When adding a new concept, in addition to above:
- SHOULD provide all common exact synonyms of the primary term
- MAY provide any number of narrow synonyms (but be wary of conceptual overal with child concepts). The exception is Format subontology which MUST NOT include any narrow synonyms at all.
- SHOULD NOT provide any broad synonyms unless these are really needed (but be wary of conceptual overal with parent concepts)
Note
EDAM must always evolve, which means additions, edits, and occasionally deprecations: marking-up concepts as not recommended for use: the EDAM developers follow special deprecation guidelines for this.
Hierarchy¶
Important
EDAM has the notion of placeholder and concrete concepts (see todo):
- placeholders are conceptually very broad, and are intended primarily to organise the EDAM tree
- concrete concepts conceptually more narrow, and are intended primarily for annotation purposes
There are rules for how many placeholders and concrete concepts can be chained together (via is_a) relationships, and thus, the maximum depths of the subontology hierarchies (see Developers Guide).
In practice, as an Editor, you should be aware of the general structure of EDAM and the conceptual granularity in each subontology. If in doubt, mail the EDAM developers for advice.

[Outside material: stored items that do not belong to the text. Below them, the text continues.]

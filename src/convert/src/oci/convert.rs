//! Docker-to-OCI conversion of images and image indices.
//!
//! Conversion is synchronous and all-or-nothing: any failure aborts the call
//! with an error naming the stage that failed, and no partial image or index
//! is returned. Inputs are never modified; results are new values.

use ocify_core::config::ConvertConfig;
use ocify_core::error::{Result, StageExt};
use std::sync::Arc;

use super::config::filter_config;
use super::image::{BuiltImage, Image, ImageBuilder};
use super::index::{BuiltIndex, ImageIndex, IndexAddendum, IndexBuilder};
use super::layer::transcode_layer;
use super::media_type::{is_image_media_type, MediaType};

/// Converts Docker-typed images and indices to their OCI equivalents.
#[derive(Debug, Clone, Default)]
pub struct Converter {
    config: ConvertConfig,
}

impl Converter {
    pub fn new(config: ConvertConfig) -> Self {
        Self { config }
    }

    pub fn config(&self) -> &ConvertConfig {
        &self.config
    }

    /// Convert a single-platform image.
    ///
    /// Layers keep their order, bytes, digests and diff IDs. Manifest and
    /// config media types become OCI, manifest annotations are carried over,
    /// and the config file is reduced to its OCI-portable fields.
    pub fn convert_image(&self, image: &dyn Image) -> Result<BuiltImage> {
        let manifest = image.manifest().stage("getting manifest")?;

        let config_file = image.config_file().stage("getting config file")?;
        let config_file = filter_config(&config_file);

        let layers = image.layers().stage("getting image layers")?;
        let layer_count = layers.len();

        let mut builder = ImageBuilder::empty();
        for layer in layers {
            let media_type = layer.media_type().stage("getting layer media type")?;
            let layer = transcode_layer(layer, &media_type, &self.config).stage("converting layers")?;
            builder = builder.append_layer(layer);
        }

        let converted = builder
            .media_type(MediaType::OciManifest)
            .config_media_type(MediaType::OciConfig)
            .annotations(manifest.annotations)
            .config_file(config_file)
            .build()?;

        tracing::info!(
            digest = %converted.digest().stage("computing image digest")?,
            from = %manifest.media_type,
            layers = layer_count,
            "Converted image to OCI"
        );

        Ok(converted)
    }

    /// Convert every image entry of an index.
    ///
    /// Entries that are not single images (nested indices, signatures,
    /// attestations, unknown artifacts, empty media types) are left exactly
    /// as they are. Converted entries are removed and re-appended after the
    /// untouched ones, keeping their URLs, annotations and platform.
    pub fn convert_image_index(&self, index: Arc<dyn ImageIndex>) -> Result<BuiltIndex> {
        let manifest = index.index_manifest().stage("getting index manifest")?;

        let mut builder = IndexBuilder::new(index.clone()).media_type(MediaType::OciIndex);
        let mut additions = Vec::new();
        let mut skipped = 0usize;

        for descriptor in &manifest.manifests {
            if !is_image_media_type(&descriptor.media_type) {
                tracing::debug!(
                    digest = %descriptor.digest,
                    media_type = %descriptor.media_type,
                    "Leaving non-image index entry untouched"
                );
                skipped += 1;
                continue;
            }

            let image = index
                .image(&descriptor.digest)
                .stage(format!("getting image {}", descriptor.digest))?;
            let converted = self
                .convert_image(image.as_ref())
                .stage(format!("converting image {}", descriptor.digest))?;

            builder = builder.remove(descriptor.digest.clone());
            additions.push(IndexAddendum::inheriting(Arc::new(converted), descriptor));
        }

        let converted_count = additions.len();
        for addendum in additions {
            builder = builder.append(addendum);
        }
        let converted = builder.build().stage("building index")?;

        tracing::info!(
            converted = converted_count,
            untouched = skipped,
            "Converted image index to OCI"
        );

        Ok(converted)
    }
}

/// Convert an image with the default configuration.
pub fn convert_image(image: &dyn Image) -> Result<BuiltImage> {
    Converter::default().convert_image(image)
}

/// Convert an image index with the default configuration.
pub fn convert_image_index(index: Arc<dyn ImageIndex>) -> Result<BuiltIndex> {
    Converter::default().convert_image_index(index)
}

When adding a new concept:
- MUST be sure - if an addition introduces a new level of depth - that it’s realistic to also add and maintain (in due course) all relevant siblings, i.e. related concepts with the same parent. This is to ensure EDAM coverage does not get patchy.
- SHOULD NOT introduce any “single childs” (concepts without siblings) unless you already know of potential siblings (to add in due course), or think it’s likely such sibling concepts will appear in the future
- SHOULD NOT add (or imply the addition, as per above) multiple concepts if this would mean a big overlap with an existing, well-developed ontology. If in doubt, discuss this first with the EDAM developers.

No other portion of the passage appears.